● **Your assignment**:
If a line in the data contains "after", copy it out.

● **Dataset entries**:

────────────────

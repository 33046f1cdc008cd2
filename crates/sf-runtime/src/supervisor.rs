//! Supervisor: owns the loop tasks and the shutdown path.

use crate::context::LoopCtx;
use crate::error::RuntimeResult;
use crate::loops::{self, LoopName, LoopSet};
use crate::probe::SystemProbe;
use crate::shutdown::ShutdownSignal;
use sf_core::RunClock;
use sf_io::{IoRegistry, IoSnapshot, SharedBus};
use sf_ledger::{EventLedger, MeasurementLog, RoutineCounters};
use sf_params::ParameterStore;
use std::path::PathBuf;
use std::sync::Arc;
use std::sync::atomic::AtomicBool;
use tokio::task::JoinHandle;

/// Where the documents and the data directory live, and which loops run.
#[derive(Debug, Clone)]
pub struct SupervisorConfig {
    /// Hot-reloaded parameter document.
    pub parameter_file: PathBuf,
    /// Device metadata document, read once here.
    pub io_file: PathBuf,
    /// Event ledger and measurement CSVs go below this directory.
    pub data_dir: PathBuf,
    /// The loops to start; all of them by default.
    pub loops: LoopSet,
}

/// Builds the shared state and spawns one task per enabled loop.
pub struct Supervisor {
    ctx: LoopCtx,
    loops: LoopSet,
}

impl Supervisor {
    /// Wire up registry, ledger, counters, measurement log and clock.
    ///
    /// The parameter document is read once here for the startup scalars
    /// (machine id, initial wait); the loops re-read it themselves on
    /// every iteration.
    pub fn new(
        config: SupervisorConfig,
        bus: SharedBus,
        probe: Arc<dyn SystemProbe>,
    ) -> RuntimeResult<Self> {
        let params = ParameterStore::new(&config.parameter_file);
        let snapshot = params.load()?;

        let registry = Arc::new(IoRegistry::load(&config.io_file)?);
        let measurements = Arc::new(MeasurementLog::new(&config.data_dir, snapshot.machine_id())?);
        let ledger = Arc::new(EventLedger::open(config.data_dir.join("event_ledger.csv")));
        let counters = Arc::new(RoutineCounters::recover(&ledger)?);
        tracing::info!(
            events = counters.event_count(),
            cumulative_inflow = counters.cumulative_inflow(),
            "counters recovered from ledger"
        );

        let clock = RunClock::start(snapshot.initial_wait()?);

        let ctx = LoopCtx {
            params: Arc::new(params),
            registry,
            bus,
            ledger,
            measurements,
            counters,
            probe,
            clock,
            shutdown: ShutdownSignal::new(),
            drain_running: Arc::new(AtomicBool::new(false)),
            evaporation_running: Arc::new(AtomicBool::new(false)),
        };

        Ok(Self {
            ctx,
            loops: config.loops,
        })
    }

    pub fn shutdown_signal(&self) -> ShutdownSignal {
        self.ctx.shutdown.clone()
    }

    /// Live snapshot of last-known sensor values and actuator states.
    pub fn snapshot(&self) -> IoSnapshot {
        self.ctx.registry.snapshot()
    }

    /// Start every enabled loop. Loop-local errors terminate only that
    /// loop; they are logged immediately and reported again when the
    /// handle joins.
    pub fn spawn(self) -> SupervisorHandle {
        let mut tasks = Vec::new();
        for name in self.loops.iter() {
            tracing::info!(%name, "starting control loop");
            let ctx = self.ctx.clone();
            let task: JoinHandle<RuntimeResult<()>> = tokio::spawn(async move {
                let result = loops::run_loop(name, ctx).await;
                if let Err(err) = &result {
                    tracing::error!(%name, %err, "control loop terminated");
                }
                result
            });
            tasks.push((name, task));
        }
        SupervisorHandle {
            ctx: self.ctx,
            tasks,
        }
    }
}

/// Handle on a running supervisor: snapshot queries, shutdown, join.
pub struct SupervisorHandle {
    ctx: LoopCtx,
    tasks: Vec<(LoopName, JoinHandle<RuntimeResult<()>>)>,
}

impl SupervisorHandle {
    pub fn snapshot(&self) -> IoSnapshot {
        self.ctx.registry.snapshot()
    }

    pub fn shutdown_signal(&self) -> ShutdownSignal {
        self.ctx.shutdown.clone()
    }

    /// Request cooperative shutdown (idempotent).
    pub fn shutdown(&self) {
        if self.ctx.shutdown.request() {
            tracing::info!("shutdown requested, waiting for control loops");
        }
    }

    /// Join every loop task, then drive all actuators to the safe state.
    ///
    /// Call after [`SupervisorHandle::shutdown`]. Bounded by the largest
    /// poll cadence plus the longest configured actuation runtime — an
    /// in-flight actuation always completes before its loop observes the
    /// signal.
    pub async fn join(self) -> RuntimeResult<()> {
        for (name, task) in self.tasks {
            match task.await {
                Ok(Ok(())) => tracing::info!(%name, "control loop stopped"),
                Ok(Err(err)) => {
                    tracing::error!(%name, %err, "control loop had terminated with error");
                }
                Err(join_err) => tracing::error!(%name, %join_err, "control loop panicked"),
            }
        }

        self.ctx.registry.all_off(self.ctx.bus.as_ref())?;
        tracing::info!("all actuators reset to safe state");
        if let Some(path) = self.ctx.measurements.current_path() {
            tracing::info!(file = %path.display(), "measurement data stored");
        }
        Ok(())
    }
}
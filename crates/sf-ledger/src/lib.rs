//! sf-ledger: durable event and measurement records.
//!
//! Two append-only CSV targets live here:
//!
//! - the **event ledger** — one row per discrete process event (inflow
//!   counters, run-flag transitions, operator alerts). The ledger is the
//!   sole source for rebuilding monotonic counters after a restart.
//! - the **measurement log** — one row per device per sampling cycle,
//!   rotated daily, consumed by offline analysis tooling.
//!
//! Multiple loop tasks write concurrently; each target serializes its
//! appends behind one mutex.

pub mod counters;
pub mod event;
pub mod measurement;

pub use counters::RoutineCounters;
pub use event::EventLedger;
pub use measurement::MeasurementLog;

/// Well-known ledger tags.
pub mod tags {
    /// Number of inflow events since first commissioning.
    pub const NBR_EVENTS: &str = "nbr_events";
    /// Volume of the most recent inflow event, liters.
    pub const LAST_EVENT_INFLOW: &str = "last_event_inflow";
    /// Cumulative inflow volume, liters.
    pub const CUMULATIVE_INFLOW: &str = "cumulative_inflow";
    /// Evaporation run flag, 0/1 per edge.
    pub const EVAPORATION_RUNNING: &str = "evaporation_running";
}

pub type LedgerResult<T> = Result<T, LedgerError>;

#[derive(thiserror::Error, Debug)]
pub enum LedgerError {
    #[error("I/O error: {0}")]
    Io(#[from] std::io::Error),
}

────────────────

● **Exercise output**:
    /// Call after [`SupervisorHandle::shutdown`]. Bounded by the largest
//!   sole source for rebuilding monotonic counters after a restart.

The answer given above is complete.